Data from 738 consecutive patients referred for invasive cardiopulmonary exercise testing at a single center (2011-2015) were analyzed retrospectively (derivation cohort). A correlation network of invasive cardiopulmonary exercise testing parameters was assembled using |r|>0.5. From an exercise network of 39 variables (ie, nodes) and 98 correlations (ie, edges) corresponding to <9.5e for each correlation, we focused on a subnetwork containing peak volume of oxygen consumption (pVo) and 9 linked nodes. K-mean clustering based on these 10 variables identified 4 novel patient clusters characterized by significant differences in 44 of 45 exercise measurements (<0.01). Compared with a probabilistic model, including 23 independent predictors of pVo and pVo itself, the network model was less redundant and identified clusters that were more distinct. Cluster assignment from the network model was predictive of subsequent clinical events. For example, a 4.3-fold (<0.0001; 95% CI, 2.2-8.1) and 2.8-fold (=0.0018; 95% CI, 1.5-5.2) increase in hazard for age- and pVo-adjusted all-cause 3-year hospitalization, respectively, were observed between the highest versus lowest risk clusters. Using these data, we developed the first risk-stratification calculator for patients with exercise intolerance. When applying the risk calculator to patients in 2 independent invasive cardiopulmonary exercise testing cohorts (Boston and Graz, Austria), we observed a clinical risk profile that paralleled the derivation cohort.

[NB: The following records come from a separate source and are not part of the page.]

use std::{env, path::PathBuf};

use clap::Parser;
use thiserror::Error;
use tracing::{info, warn};

const DEFAULT_PORT: u16 = 5000;
const FALLBACK_PROFILE: &str = ".env.dev";

/// Selects the filename templates used for stored uploads.
#[derive(Debug, Clone, Copy, PartialEq, Eq)]
pub enum Mode {
    Dev,
    Production,
}

impl Mode {
    /// Only the literal `dev` selects development naming; anything else,
    /// including an empty value, is production.
    pub fn from_flag(value: &str) -> Self {
        if value == "dev" {
            Mode::Dev
        } else {
            Mode::Production
        }
    }
}

#[derive(Debug, Parser)]
#[command(name = "oasis-store", about = "Soundtrack and cover upload service")]
pub struct Args {
    /// Loads `.env.<profile>` before reading the environment
    #[arg(long = "env", default_value = "dev")]
    pub profile: String,

    /// Overrides `PORT`
    #[arg(long)]
    pub port: Option<u16>,
}

#[derive(Debug, Error)]
pub enum ConfigError {
    #[error("invalid {name} value {value:?}")]
    Invalid { name: &'static str, value: String },
}

#[derive(Debug, Clone)]
pub struct Config {
    pub mode: Mode,
    pub port: u16,
    pub audio_dir: PathBuf,
    pub cover_dir: PathBuf,
}

impl Config {
    pub fn from_env() -> Result<Self, ConfigError> {
        Self::from_lookup(|name| env::var(name).ok())
    }

    pub fn from_lookup<F>(lookup: F) -> Result<Self, ConfigError>
    where
        F: Fn(&str) -> Option<String>,
    {
        let port = match lookup("PORT") {
            Some(value) => value
                .trim()
                .parse()
                .map_err(|_| ConfigError::Invalid { name: "PORT", value })?,
            None => DEFAULT_PORT,
        };

        Ok(Config {
            mode: Mode::from_flag(&lookup("ENV").unwrap_or_default()),
            port,
            audio_dir: lookup("AUDIO_DIR")
                .map(PathBuf::from)
                .unwrap_or_else(|| PathBuf::from("./audio")),
            cover_dir: lookup("COVER_DIR")
                .map(PathBuf::from)
                .unwrap_or_else(|| PathBuf::from("./cover")),
        })
    }

    pub fn with_args(mut self, args: &Args) -> Self {
        if let Some(port) = args.port {
            self.port = port;
        }
        self
    }
}

/// Loads `.env.<profile>` into the process environment, falling back to
/// `.env.dev` when the profile file cannot be read.
pub fn load_profile(profile: &str) {
    let file = format!(".env.{profile}");
    match dotenv::from_filename(&file) {
        Ok(_) => info!(file = %file, "loaded env profile"),
        Err(err) => {
            warn!(
                file = %file,
                fallback = FALLBACK_PROFILE,
                error = %err,
                "env profile not loaded"
            );
            drop(dotenv::from_filename(FALLBACK_PROFILE));
        }
    }
}

#[cfg(test)]
mod tests {
    use super::*;
    use std::collections::HashMap;

    fn lookup(vars: &[(&str, &str)]) -> impl Fn(&str) -> Option<String> {
        let vars: HashMap<String, String> = vars
            .iter()
            .map(|(k, v)| (k.to_string(), v.to_string()))
            .collect();
        move |name| vars.get(name).cloned()
    }

    #[test]
    fn defaults_without_environment() {
        let config = Config::from_lookup(lookup(&[])).unwrap();
        assert_eq!(config.mode, Mode::Production);
        assert_eq!(config.port, 5000);
        assert_eq!(config.audio_dir, PathBuf::from("./audio"));
        assert_eq!(config.cover_dir, PathBuf::from("./cover"));
    }

    #[test]
    fn only_literal_dev_selects_dev_mode() {
        assert_eq!(Mode::from_flag("dev"), Mode::Dev);
        assert_eq!(Mode::from_flag("DEV"), Mode::Production);
        assert_eq!(Mode::from_flag("production"), Mode::Production);
        assert_eq!(Mode::from_flag(""), Mode::Production);
    }

    #[test]
    fn reads_overrides() {
        let config = Config::from_lookup(lookup(&[
            ("ENV", "dev"),
            ("PORT", "8080"),
            ("AUDIO_DIR", "/srv/audio"),
            ("COVER_DIR", "/srv/cover"),
        ]))
        .unwrap();
        assert_eq!(config.mode, Mode::Dev);
        assert_eq!(config.port, 8080);
        assert_eq!(config.audio_dir, PathBuf::from("/srv/audio"));
        assert_eq!(config.cover_dir, PathBuf::from("/srv/cover"));
    }

    #[test]
    fn rejects_bad_port() {
        let err = Config::from_lookup(lookup(&[("PORT", "five")])).unwrap_err();
        assert!(err.to_string().contains("PORT"));
    }

    #[test]
    fn port_flag_wins_over_environment() {
        let args = Args::parse_from(["oasis-store", "--port", "9000"]);
        let config = Config::from_lookup(lookup(&[("PORT", "8080")]))
            .unwrap()
            .with_args(&args);
        assert_eq!(config.port, 9000);
        assert_eq!(args.profile, "dev");
    }
}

Network analyses were used to identify novel exercise groups and develop a point-of-care risk calculator. These data expand the range of useful clinical variables beyond pVo that predict hospitalization in patients with exercise intolerance.
目前评估心肺疾病患者运动不耐受相关临床风险的方法依赖于一小部分传统变量。纳入高危患者预后相关因素谱的替代策略可能具有临床意义,但目前仍缺乏这些策略。
采用无偏分析方法识别与运动不耐受患者临床风险相关的变量。
对单中心(2011-2015 年)连续 738 例进行有创心肺运动试验的患者数据进行回顾性分析(推导队列)。采用 |r|>0.5 构建有创心肺运动试验参数相关联网络。从包含 39 个变量(即节点)和 98 个相关(即边)的运动网络(即,<9.5e 对应于每个相关)中,我们关注包含峰值摄氧量(pVo)和 9 个连接节点的子网络。基于这 10 个变量的 K-均值聚类确定了 4 个新的患者聚类,这 4 个聚类在 45 项运动测量中存在 44 项有统计学意义的差异(<0.01)。与包含 pVo 和 pVo 自身 23 个独立预测因子的概率模型相比,网络模型的冗余度更小,聚类也更独特。网络模型的聚类分配可预测随后的临床事件。例如,在最高与最低风险聚类之间,年龄和 pVo 校正后的全因 3 年住院风险分别增加 4.3 倍(<0.0001;95%CI,2.2-8.1)和 2.8 倍(=0.0018;95%CI,1.5-5.2)。利用这些数据,我们为运动不耐受患者开发了首个风险分层计算器。当将风险计算器应用于 2 个独立的有创心肺运动试验队列(波士顿和奥地利格拉茨)的患者时,我们观察到与推导队列相似的临床风险特征。
采用网络分析方法识别新的运动组,并开发即时护理风险计算器。这些数据扩展了预测运动不耐受患者住院的有用临床变量范围,超越了峰值摄氧量。